Лиза лицо обхватив ладонями, смотрит на Настю всё это время, качает головой, плачет. Порывисто обнимает её, "баюкает". Настя прячет лицо на груди Лизы.
ЛИЗА. Всё хорошо, Настенька... Он образумится, вот увидишь... Он поймёт, куда денется...
Смотрит куда-то поверх, из глаз потоком текут слёзы. Так они и сидят.
ЗАНАВЕС.
Картина вторая.
Квартира Лизы. Стол, на столе банка с огурцами-помидорами и два высоких стеклянных стакана. За тем же столом, в халатах, Лиза и Настя. На голове у каждой по полотенцу. Лиза сидит, откинувшись на спинку стула, Настя - подперев голову руками. Обе, видимо, дремлют. Звонок в дверь. Женщины одновременно стонут, просыпаются, Настя медленно поднимается, идёт открывать.

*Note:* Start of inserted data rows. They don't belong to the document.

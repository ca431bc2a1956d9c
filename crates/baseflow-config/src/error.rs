use std::path::PathBuf;
use thiserror::Error;

#[derive(Error, Debug)]
pub enum ConfigError {
    #[error("Project root not found: {0}")]
    RootNotFound(PathBuf),

    #[error("Failed to parse settings file {path}: {source}")]
    Parse {
        path: PathBuf,
        #[source]
        source: serde_yaml::Error,
    },

    #[error("Invalid setting `{field}`: {message}")]
    Invalid { field: &'static str, message: String },

    #[error("IO error: {0}")]
    Io(#[from] std::io::Error),
}

pub type Result<T> = std::result::Result<T, ConfigError>;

ЛИЗА (слабым голосом). Настя, кто это? (Про себя). Господи, в такую рань...
Входит Настя, за ней следом Фарида.
ФАРИДА. Лиза, Вы бы предупредили что ли, я же не знаю, как их к Вам отправить, одна-то я не дотащу.
ЛИЗА. Что такое?
ФАРИДА. Так цветы же! Корзин пять.
ЛИЗА (дремоту как ветром сдуло). Какие цветы? Зачем цветы? Откуда цветы?
НАСТЯ. Это с презентации, наверное, я схожу. Пойдёмте, Фарида Мансуровна, я помогу, только переоденусь...
ФАРИДА. Пахнут хорошо. Одни розы и все одна к одной.
ЛИЗА (в недоумении). Не надо сюда, оставьте в коридоре, на площадке, я не знаю... Они же там не мешают, зачем же они тут? Сами же говорите, пахнут хорошо. Вот пусть там и пахнут. На лестнице.
ФАРИДА. Лиза, они мне в подъезде ни к чему, на подоконниках цветочки есть, зачем ещё-то? К тому же, это ведь Вам, там и записка есть, открытка, поздравительная, красивая... (уходит).
ЛИЗА. (задумавшись, запоздало, уже вслед Фариде). Записки? Какие записки?
Остаётся расслабленно сидеть, глядя перед собой и вздыхая. Звонит телефон. Лиза вздрагивает, берёт трубку, лежащую тут же на столе.
ЛИЗА. Алло... Ты? Это зачем? Цветы зачем? А чьи же? Не ври мне. Хватит врать, говорю. У меня голова раскалывается, а ты мне ещё и врешь! Куда приедешь? Что объяснить? В смысле? Что ты несёшь? Ты опять пьян? Не смей! Не смей, понял!? Алло? Алло!..
Тупо смотрит на умолкшую трубку, медленно и осторожно кладёт её на стол, забирается на стул с ногами, заворачивается в халат, смотрит на трубку настороженно. Входят Настя и Фарида, за ними Леонтьич, все с корзинами цветов.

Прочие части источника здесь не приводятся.